---------- The records

use serde::Serialize;
use std::collections::BTreeMap;

/// Assessment kind of a score entry: recurring in-class evaluation versus a
/// final/exam-like sitting. The blend between the two is the subject's
/// intra weight.
#[derive(Debug, Clone, Copy, PartialEq, Eq, PartialOrd, Ord, Hash)]
pub enum AssessKind {
    Continuous,
    Exam,
}

impl AssessKind {
    pub fn parse(s: &str) -> Option<AssessKind> {
        match s.trim().to_ascii_lowercase().as_str() {
            "continuous" => Some(AssessKind::Continuous),
            "exam" => Some(AssessKind::Exam),
            _ => None,
        }
    }

    pub fn as_str(self) -> &'static str {
        match self {
            AssessKind::Continuous => "continuous",
            AssessKind::Exam => "exam",
        }
    }
}

#[derive(Debug, Clone, Serialize)]
pub struct GradingError {
    pub code: String,
    pub message: String,
    #[serde(skip_serializing_if = "Option::is_none")]
    pub details: Option<serde_json::Value>,
}

impl GradingError {
    pub fn new(code: &str, message: impl Into<String>) -> Self {
        Self {
            code: code.to_string(),
            message: message.into(),
            details: None,
        }
    }

    pub fn config(message: impl Into<String>) -> Self {
        Self::new("config_invalid", message)
    }
}

/// One-decimal rounding used on every projected mark:
/// `Int(10*x + 0.5) / 10`. Applied at the report boundary only, never
/// during aggregation.
pub fn round_off_1_decimal(x: f64) -> f64 {
    ((10.0 * x) + 0.5).floor() / 10.0
}

/// Share pair resolved from a subject's intra weight: continuous share `w`,
/// exam share `1 - w`.
#[derive(Debug, Clone, Copy, PartialEq)]
pub struct BlendWeights {
    pub continuous: f64,
    pub exam: f64,
}

/// Rejects any intra weight outside [0,1]. Subject setup must refuse such
/// configurations before aggregation ever runs; hitting this during a report
/// means the row was edited out of band.
pub fn blend_weights(intra_weight: f64) -> Result<BlendWeights, GradingError> {
    if !intra_weight.is_finite() || !(0.0..=1.0).contains(&intra_weight) {
        return Err(GradingError::config(format!(
            "intra weight {} outside [0,1]",
            intra_weight
        )));
    }
    Ok(BlendWeights {
        continuous: intra_weight,
        exam: 1.0 - intra_weight,
    })
}

/// Subject configuration as persisted: weight in the overall standing,
/// pass threshold on the 0-100 scale, and the intra/exam blend weight.
#[derive(Debug, Clone)]
pub struct SubjectConfig {
    pub id: String,
    pub name: String,
    pub coefficient: f64,
    pub pass_mark: f64,
    pub intra_weight: f64,
    pub sort_order: i64,
}

/// A persisted score row as the source hands it over. `seq` is the store's
/// insertion counter; recency supersession keys off (recorded_at, seq).
#[derive(Debug, Clone)]
pub struct RawEntry {
    pub session: i64,
    pub kind: AssessKind,
    pub ordinal: i64,
    pub value: f64,
    pub recorded_at: String,
    pub seq: i64,
}

/// Read access the engine needs from the persistence collaborator. The
/// engine never touches a database driver; handlers supply an implementation
/// scoped to the requesting institution/class.
pub trait ScoreSource {
    fn subject_configs(&self, class_group_id: &str) -> Result<Vec<SubjectConfig>, GradingError>;
    fn entries(
        &self,
        student_id: &str,
        subject_id: &str,
        sessions: &[i64],
    ) -> Result<Vec<RawEntry>, GradingError>;
}

/// Institution-level grading policy: overall pass minimum, and the optional
/// per-session weighting for combining term marks (None = simple mean).
#[derive(Debug, Clone)]
pub struct StandingPolicy {
    pub pass_minimum: f64,
    pub session_weights: Option<BTreeMap<i64, f64>>,
}

#[derive(Debug, Clone, Copy, PartialEq, Eq, Serialize)]
#[serde(rename_all = "lowercase")]
pub enum MarkStatus {
    Pass,
    Fail,
    Incomplete,
}

/// Exactly-at-threshold counts as Pass; an undefined mark is Incomplete,
/// never zero.
pub fn classify_subject(final_mark: Option<f64>, pass_mark: f64) -> MarkStatus {
    match final_mark {
        None => MarkStatus::Incomplete,
        Some(m) if m >= pass_mark => MarkStatus::Pass,
        Some(_) => MarkStatus::Fail,
    }
}

/// Session-level outcome at full precision. `mark` is None when neither
/// group has an entry ("no data"); `partial` marks the degraded mode where
/// only one group contributed.
#[derive(Debug, Clone, PartialEq)]
pub struct SessionOutcome {
    pub session: i64,
    pub continuous_mean: Option<f64>,
    pub exam_mean: Option<f64>,
    pub mark: Option<f64>,
    pub partial: bool,
}

/// Full-precision per-subject outcome, prior to projection rounding.
#[derive(Debug, Clone)]
pub struct SubjectOutcome {
    pub subject_id: String,
    pub name: String,
    pub coefficient: f64,
    pub pass_mark: f64,
    pub sessions: Vec<SessionOutcome>,
    pub final_mark: Option<f64>,
    pub provisional: bool,
    pub status: MarkStatus,
}

/// Input to the overall-standing roll-up, also usable by callers that carry
/// marks from elsewhere.
#[derive(Debug, Clone, Copy)]
pub struct SubjectStanding {
    pub final_mark: Option<f64>,
    pub coefficient: f64,
}

#[derive(Debug, Clone, Copy, PartialEq)]
pub struct OverallStanding {
    pub average: Option<f64>,
    pub status: MarkStatus,
}

fn group_mean(values: &[f64]) -> Option<f64> {
    if values.is_empty() {
        return None;
    }
    Some(values.iter().sum::<f64>() / (values.len() as f64))
}

/// Supersession: for each (session, kind, ordinal) key keep the most recent
/// entry, later insertion winning ties within the same second. Corrections
/// are new rows, so the raw slice may carry several entries per key.
pub fn effective_entries(entries: &[RawEntry]) -> Vec<RawEntry> {
    let mut best: BTreeMap<(i64, AssessKind, i64), &RawEntry> = BTreeMap::new();
    for e in entries {
        let key = (e.session, e.kind, e.ordinal);
        match best.get(&key) {
            Some(cur) if (cur.recorded_at.as_str(), cur.seq) >= (e.recorded_at.as_str(), e.seq) => {}
            _ => {
                best.insert(key, e);
            }
        }
    }
    best.into_values().cloned().collect()
}

/// Blend the two group means into a session mark. Both defined: weighted
/// blend. Exactly one defined: that mean alone, flagged partial so reports
/// can mark it provisional. Neither: no data, distinct from zero.
pub fn session_mark(
    session: i64,
    continuous_mean: Option<f64>,
    exam_mean: Option<f64>,
    blend: BlendWeights,
) -> SessionOutcome {
    let (mark, partial) = match (continuous_mean, exam_mean) {
        (Some(c), Some(e)) => (Some(c * blend.continuous + e * blend.exam), false),
        (Some(c), None) => (Some(c), true),
        (None, Some(e)) => (Some(e), true),
        (None, None) => (None, false),
    };
    SessionOutcome {
        session,
        continuous_mean,
        exam_mean,
        mark,
        partial,
    }
}

/// Combine defined session marks into a subject final mark. Sessions with no
/// data are excluded, not counted as zero. With configured weights the mean
/// is weighted per session (unlisted sessions weigh 1.0); otherwise simple.
/// Returns (final mark, provisional), provisional when any contributing
/// session was partial.
fn combine_sessions(
    sessions: &[SessionOutcome],
    weights: Option<&BTreeMap<i64, f64>>,
) -> (Option<f64>, bool) {
    let mut num = 0.0_f64;
    let mut den = 0.0_f64;
    let mut provisional = false;
    for s in sessions {
        let Some(mark) = s.mark else {
            continue;
        };
        let w = weights
            .and_then(|ws| ws.get(&s.session))
            .copied()
            .unwrap_or(1.0);
        if w <= 0.0 {
            continue;
        }
        num += mark * w;
        den += w;
        if s.partial {
            provisional = true;
        }
    }
    if den > 0.0 {
        (Some(num / den), provisional)
    } else {
        (None, false)
    }
}

/// Per-subject aggregation over the requested sessions: supersede raw rows,
/// partition by kind, mean each group, blend, then combine sessions. Values
/// pass through untouched; range validation belongs to the entry point.
pub fn subject_outcome(
    cfg: &SubjectConfig,
    entries: &[RawEntry],
    sessions: &[i64],
    weights: Option<&BTreeMap<i64, f64>>,
) -> Result<SubjectOutcome, GradingError> {
    let blend = blend_weights(cfg.intra_weight)?;
    let effective = effective_entries(entries);

    let mut outcomes: Vec<SessionOutcome> = Vec::with_capacity(sessions.len());
    for &session in sessions {
        let mut continuous: Vec<f64> = Vec::new();
        let mut exam: Vec<f64> = Vec::new();
        for e in effective.iter().filter(|e| e.session == session) {
            match e.kind {
                AssessKind::Continuous => continuous.push(e.value),
                AssessKind::Exam => exam.push(e.value),
            }
        }
        outcomes.push(session_mark(
            session,
            group_mean(&continuous),
            group_mean(&exam),
            blend,
        ));
    }

    let (final_mark, provisional) = combine_sessions(&outcomes, weights);
    let status = classify_subject(final_mark, cfg.pass_mark);

    Ok(SubjectOutcome {
        subject_id: cfg.id.clone(),
        name: cfg.name.clone(),
        coefficient: cfg.coefficient,
        pass_mark: cfg.pass_mark,
        sessions: outcomes,
        final_mark,
        provisional,
        status,
    })
}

--------------------

__Activity__
The answer must be every line from the records above that contains "details".

__Solution__
    pub details: Option<serde_json::Value>,
            details: None,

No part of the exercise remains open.